- [Provided data]:
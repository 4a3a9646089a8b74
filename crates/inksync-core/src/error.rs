//! Session-level errors.

use crate::crypto::CryptoError;
use crate::socket::SocketError;
use crate::storage::StorageError;
use thiserror::Error;

/// Errors surfaced by the collaboration session and transport channel.
#[derive(Debug, Error)]
pub enum CollabError {
    #[error("No server url provided")]
    NoServerUrl,
    #[error("Could not open collaboration channel: {0}")]
    Connect(#[from] SocketError),
    #[error(transparent)]
    Storage(#[from] StorageError),
    #[error(transparent)]
    Crypto(#[from] CryptoError),
    #[error("Serialization error: {0}")]
    Serialization(#[from] serde_json::Error),
    /// The room closed while an operation was in flight.
    #[error("Operation aborted: no active room")]
    Aborted,
}

pub type CollabResult<T> = Result<T, CollabError>;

- [About this exercise]: Every line in the material above that has the word "CryptoError" should be copied.

- [Exercise result]:
use crate::crypto::CryptoError;
    Crypto(#[from] CryptoError),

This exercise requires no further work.